For each line in the data below, write an exact copy.

[Recorded data]
↓↓↓

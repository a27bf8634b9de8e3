//! Equal-house bhava computation.
//!
//! Bhava 1 starts at the lagna; each following bhava is offset by a further
//! 30 deg of ecliptic longitude. Each bhava carries the rashi its starting
//! point falls in and a traditional name.

use std::borrow::Cow;

use crate::rashi::{RASHI_SPAN, RashiInfo, rashi_from_longitude};
use crate::util::normalize_360;

/// Traditional names of the 12 bhavas, indexed by house number − 1.
pub const BHAVA_NAMES: [&str; 12] = [
    "Lagna",
    "Dhana",
    "Sahaja",
    "Sukha",
    "Putra",
    "Ari",
    "Yuvati",
    "Randhra",
    "Dharma",
    "Karma",
    "Labha",
    "Vyaya",
];

/// Name of bhava `number` (1-12), or `"House N"` outside that range.
pub fn bhava_name(number: u8) -> Cow<'static, str> {
    match number {
        1..=12 => Cow::Borrowed(BHAVA_NAMES[(number - 1) as usize]),
        n => Cow::Owned(format!("House {n}")),
    }
}

/// A single bhava (house).
#[derive(Debug, Clone, Copy, PartialEq)]
pub struct Bhava {
    /// House number, 1-12.
    pub number: u8,
    /// Ecliptic longitude where the bhava starts, [0, 360).
    pub start_deg: f64,
    /// Rashi and degree of the starting point.
    pub rashi: RashiInfo,
}

impl Bhava {
    /// Traditional name of this bhava.
    pub fn name(&self) -> Cow<'static, str> {
        bhava_name(self.number)
    }
}

/// Compute the 12 equal bhavas from a lagna longitude.
///
/// `bhavas[0]` is house 1 and has the lagna's own rashi and degree.
pub fn equal_bhavas(lagna_deg: f64) -> [Bhava; 12] {
    std::array::from_fn(|i| {
        let start_deg = normalize_360(lagna_deg + i as f64 * RASHI_SPAN);
        Bhava {
            number: i as u8 + 1,
            start_deg,
            rashi: rashi_from_longitude(start_deg),
        }
    })
}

↑↑↑

**Exercise result**:
repository a27bf8634b9de8e3
//! Equal-house bhava computation.
//!
//! Bhava 1 starts at the lagna; each following bhava is offset by a further
//! 30 deg of ecliptic longitude. Each bhava carries the rashi its starting
//! point falls in and a traditional name.

use std::borrow::Cow;

use crate::rashi::{RASHI_SPAN, RashiInfo, rashi_from_longitude};
use crate::util::normalize_360;

/// Traditional names of the 12 bhavas, indexed by house number − 1.
pub const BHAVA_NAMES: [&str; 12] = [
    "Lagna",
    "Dhana",
    "Sahaja",
    "Sukha",
    "Putra",
    "Ari",
    "Yuvati",
    "Randhra",
    "Dharma",
    "Karma",
    "Labha",
    "Vyaya",
];

/// Name of bhava `number` (1-12), or `"House N"` outside that range.
pub fn bhava_name(number: u8) -> Cow<'static, str> {
    match number {
        1..=12 => Cow::Borrowed(BHAVA_NAMES[(number - 1) as usize]),
        n => Cow::Owned(format!("House {n}")),
    }
}

/// A single bhava (house).
#[derive(Debug, Clone, Copy, PartialEq)]
pub struct Bhava {
    /// House number, 1-12.
    pub number: u8,
    /// Ecliptic longitude where the bhava starts, [0, 360).
    pub start_deg: f64,
    /// Rashi and degree of the starting point.
    pub rashi: RashiInfo,
}

impl Bhava {
    /// Traditional name of this bhava.
    pub fn name(&self) -> Cow<'static, str> {
        bhava_name(self.number)
    }
}

/// Compute the 12 equal bhavas from a lagna longitude.
///
/// `bhavas[0]` is house 1 and has the lagna's own rashi and degree.
pub fn equal_bhavas(lagna_deg: f64) -> [Bhava; 12] {
    std::array::from_fn(|i| {
        let start_deg = normalize_360(lagna_deg + i as f64 * RASHI_SPAN);
        Bhava {
            number: i as u8 + 1,
            start_deg,
            rashi: rashi_from_longitude(start_deg),
        }
    })
}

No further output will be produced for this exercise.